I don’t have any reference materials to hand as I sit here in the hospital so I’ll just have to depend on memory.
The nib is the heart of the pen. You can have all the admirable filling systems you want, if the nib is so-so then the pen is too.
Which are the best nibs? Your opinion will vary according to how you write and what effect you want to achieve. Personally, I have found De La Rue nibs to be the best. They look rough and unfinished but whether firm or flexible they write wonderfully. After that, I think it would be a dead heat between Swan and Wahl Eversharp. A great deal of their success comes from providing a variety of nib types to suit the customer’s requirements. Strangely, that short-lived firm, Croxley, also provided very good nibs with the occasional real diamond among them.
In general terms, early nibs are better than later ones. If you buy an early 20th-century eyedropper, chances are high that the nib will be fully flexible. Once you get to the forties and fifties flexible nibs are quite a lot less common but they are still around.
One fallacy that is commonly believed is that you can visually spot a flexible nib. I’ve had Swan nibs that had long and tapered tines but were rigid and other stubby nibs that were fully flexible. The only way to know is to try them.
Flexibility isn’t everything, of course. Stubs and obliques are always appreciated. True italics are very rare or completely absent in British pens before the fifties unless they’ve been later reshaped – a wasteful and unnecessary act of vandalism. If you want an italic there are plenty being made today.

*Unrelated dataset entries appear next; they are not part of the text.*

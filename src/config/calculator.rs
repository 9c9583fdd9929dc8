//! Parameters of the margin calculator.

use crate::domain::{Wad, SECONDS_PER_YEAR};
use crate::error::IrsError;

const fn wad(raw: i128) -> Wad {
    Wad::from_raw(raw)
}

/// Risk parameters consumed by
/// [`required_margin`](crate::calculator::required_margin).
///
/// Units:
///
/// - multipliers, `alpha`, `beta`, `xi_*`, `dev_mul_*` and `gamma` are
///   dimensionless fractions;
/// - `min_delta_*` and `sigma_squared` are expressed on the APY as a
///   fraction (`0.01` is one percentage point);
/// - `fixed_rate_deviation_min_*` are in percent, the unit of the fixed
///   rate quoted by the curve;
/// - `min_margin_to_incentivise_liquidators` is in settlement-token units.
///
/// The record is plain data.  [`validate`](Self::validate) enforces the
/// orderings that make the Initial requirement at least the Liquidation
/// requirement.
#[derive(Debug, Clone, Copy, PartialEq, Eq)]
#[cfg_attr(feature = "serde", derive(serde::Serialize, serde::Deserialize))]
pub struct MarginCalculatorParameters {
    pub apy_upper_multiplier: Wad,
    pub apy_lower_multiplier: Wad,
    pub min_delta_lm: Wad,
    pub min_delta_im: Wad,
    pub sigma_squared: Wad,
    pub alpha: Wad,
    pub beta: Wad,
    pub xi_upper: Wad,
    pub xi_lower: Wad,
    /// Horizon in seconds beyond which time to maturity stops adding risk.
    pub t_max: u64,
    pub dev_mul_left_unwind_lm: Wad,
    pub dev_mul_right_unwind_lm: Wad,
    pub dev_mul_left_unwind_im: Wad,
    pub dev_mul_right_unwind_im: Wad,
    pub fixed_rate_deviation_min_left_unwind_lm: Wad,
    pub fixed_rate_deviation_min_right_unwind_lm: Wad,
    pub fixed_rate_deviation_min_left_unwind_im: Wad,
    pub fixed_rate_deviation_min_right_unwind_im: Wad,
    /// Share of a liquidated position's margin paid to the liquidator.
    pub gamma: Wad,
    pub min_margin_to_incentivise_liquidators: Wad,
}

impl Default for MarginCalculatorParameters {
    fn default() -> Self {
        Self {
            apy_upper_multiplier: wad(1_500_000_000_000_000_000),
            apy_lower_multiplier: wad(700_000_000_000_000_000),
            min_delta_lm: wad(12_500_000_000_000_000),
            min_delta_im: wad(50_000_000_000_000_000),
            sigma_squared: wad(150_000_000_000_000_000),
            alpha: wad(40_000_000_000_000_000),
            beta: Wad::ONE,
            xi_upper: Wad::from_integer(2),
            xi_lower: wad(1_500_000_000_000_000_000),
            t_max: SECONDS_PER_YEAR,
            dev_mul_left_unwind_lm: wad(500_000_000_000_000_000),
            dev_mul_right_unwind_lm: wad(500_000_000_000_000_000),
            dev_mul_left_unwind_im: wad(700_000_000_000_000_000),
            dev_mul_right_unwind_im: wad(700_000_000_000_000_000),
            fixed_rate_deviation_min_left_unwind_lm: wad(100_000_000_000_000_000),
            fixed_rate_deviation_min_right_unwind_lm: wad(100_000_000_000_000_000),
            fixed_rate_deviation_min_left_unwind_im: wad(300_000_000_000_000_000),
            fixed_rate_deviation_min_right_unwind_im: wad(300_000_000_000_000_000),
            gamma: wad(50_000_000_000_000_000),
            min_margin_to_incentivise_liquidators: Wad::from_integer(2),
        }
    }
}

impl MarginCalculatorParameters {
    /// Validates the parameter set.
    ///
    /// # Errors
    ///
    /// Returns [`IrsError::InvalidConfiguration`] naming the first violated
    /// constraint.
    pub fn validate(&self) -> Result<(), IrsError> {
        if self.t_max == 0 {
            return Err(IrsError::InvalidConfiguration("t_max must be positive"));
        }
        if self.apy_upper_multiplier < Wad::ONE {
            return Err(IrsError::InvalidConfiguration(
                "apy upper multiplier must be at least one",
            ));
        }
        if self.apy_lower_multiplier.is_negative() || self.apy_lower_multiplier > Wad::ONE {
            return Err(IrsError::InvalidConfiguration(
                "apy lower multiplier must lie in [0, 1]",
            ));
        }
        if self.gamma.is_negative() || self.gamma > Wad::ONE {
            return Err(IrsError::InvalidConfiguration("gamma must lie in [0, 1]"));
        }

        let non_negative = [
            self.min_delta_lm,
            self.min_delta_im,
            self.sigma_squared,
            self.alpha,
            self.beta,
            self.xi_upper,
            self.xi_lower,
            self.dev_mul_left_unwind_lm,
            self.dev_mul_right_unwind_lm,
            self.dev_mul_left_unwind_im,
            self.dev_mul_right_unwind_im,
            self.fixed_rate_deviation_min_left_unwind_lm,
            self.fixed_rate_deviation_min_right_unwind_lm,
            self.fixed_rate_deviation_min_left_unwind_im,
            self.fixed_rate_deviation_min_right_unwind_im,
            self.min_margin_to_incentivise_liquidators,
        ];
        if non_negative.iter().any(Wad::is_negative) {
            return Err(IrsError::InvalidConfiguration(
                "calculator parameters must be non-negative",
            ));
        }

        let initial_over_liquidation = [
            (self.min_delta_im, self.min_delta_lm),
            (self.dev_mul_left_unwind_im, self.dev_mul_left_unwind_lm),
            (self.dev_mul_right_unwind_im, self.dev_mul_right_unwind_lm),
            (
                self.fixed_rate_deviation_min_left_unwind_im,
                self.fixed_rate_deviation_min_left_unwind_lm,
            ),
            (
                self.fixed_rate_deviation_min_right_unwind_im,
                self.fixed_rate_deviation_min_right_unwind_lm,
            ),
        ];
        if initial_over_liquidation.iter().any(|(im, lm)| im < lm) {
            return Err(IrsError::InvalidConfiguration(
                "initial margin parameters must not be looser than liquidation parameters",
            ));
        }
        Ok(())
    }
}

What about modern nibs? There are none, so far as I am aware, that have the full and easily attained and controlled flexibility of vintage nibs. That’s not to say there aren’t many good – or better than good – modern nibs around, particularly among Japanese pens. I’m fond of my Platinum 3776 which is a soft fine. Some line variation could be induced but that’s not what I appreciate it for. It touches the paper with some give, making it less tiring on the hand for protracted periods of writing.
No matter what your writing style (or styles) there is a perfect nib for you out there, whether vintage or modern. Finding that nib, though it may take quite a bit of time and money, will be a lot of fun!
Older nibs are filled with character, a life of their own. Mostly handmade, they aren’t all from a cookie cutter. Unfortunately, modern nibs are made for people raised on ballpoints, which can take a lot of effort and strain to get a line out of. Proper handwriting is no longer taught, so there isn’t a market for flexible nibs: a person used to ballpoints will spring a flexible nib in seconds.
Being a left handed overwriters, flex nibs are useless to me: I dig into the paper like nails on a blackboard. But I certainly love old oblique nibs, and old German broad nibs, which are all almost stubbish. Even modern obliques are blobby things with little to no line variation.